Colorectal cancer is a common malignancy associated with substantial morbidity and often leads to death. It would be nice to have a single preferred imaging study for diagnosis and workup of colorectal cancer, yet even with advances of modern imaging such a single imaging modality is not universally accepted.
Currently, imaging of colorectal cancer can be divided into either the investigation of a possible colon cancer or the workup of a known colon cancer which has already been diagnosed, usually by colonoscopy.
Let’s first look into imaging of a possible colon cancer. This usually will involve a CT examination of the abdomen and pelvis for symptoms such as abdominal pain, bloating, change in bowel habits or blood in the stool. Symptoms may be nonspecific in that myriad other disorders of the internal abdomen and pelvis can be associated with similar problems. In these cases, the detection of a colon cancer depends in large part on the size of the lesion. Considering that cancer may present at the earliest stage as a polyp, at times less than 1 cm in size, the detection of an early-stage tumor may only approach 50% at best with standard barium oral contrast CT.
As disease progresses, there will be a stage of focal colon wall thickening often followed by narrowing of the colon lumen. Finally, as disease progresses further, there may be a well-defined mass. CT detection rates increase as disease becomes more severe but still may only approach 80%. A dedicated CT screen exam called CT Colonography, or virtual colonoscopy, has a much higher colon cancer detection rate as a screening exam than does a barium enema. CT Colonography can approach optical colonoscopy for lesion detection. A feature of CT Colonography is that it is considered less invasive than colonoscopy; a limitation is that if it does detect a lesion, the patient will still then need to undergo the colonoscopy for tissue biopsy for diagnosis/lesion removal.
CT imaging plays an important role as a staging tool in the workup of already diagnosed colon cancer, comparable to MRI. CT can detect the spread of disease beyond the colon wall, can evaluate for the spread of disease to regional or distant lymph nodes, and can be used to assess the spread to other body organs as metastatic disease. Many surgeons prefer CT imaging for staging prior to colon cancer surgery. Both CT and MRI have limitations in evaluation of lymph nodes in that only the size of a node is assessed. While enlarged nodes are more likely to harbor spread of disease, there can be enlarged lymph nodes that are not involved with tumor, just as there can be small lymph nodes thought to be ‘normal’ size which do contain microscopic disease. This is a major reason for increased use of a functional imaging exam known as PET/CT in the workup of colorectal cancer to evaluate increased cellular metabolism of a labeled sugar compound to evaluate extent of disease spread either regional or to distant organs such as liver.
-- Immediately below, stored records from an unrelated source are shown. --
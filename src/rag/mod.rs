//! Retrieval-augmented generation: index, similarity scoring, prompt
//! assembly, and the query-processing pipeline.

pub mod context;
pub mod pipeline;
pub mod retriever;
pub mod similarity;

pub use pipeline::{QueryOutcome, RagPipeline};
pub use retriever::DocumentIndex;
To summarize, CT continues to detect many unsuspected carcinomas. The high-resolution multidetector CT at Gastro Health Imaging provides excellent detail for colon imaging. Your Gastro Health physician has access to the full armamentarium of imaging studies available to best workup your presenting signs and symptoms, some of which can be associated with colon and rectal cancer. Even with significant imaging advancements in recent years, there is still not a single imaging study to accomplish both colon screening and workup of a potentially detected mass. Therefore, most would agree colonoscopy remains the gold standard in diagnosis of colorectal cancer.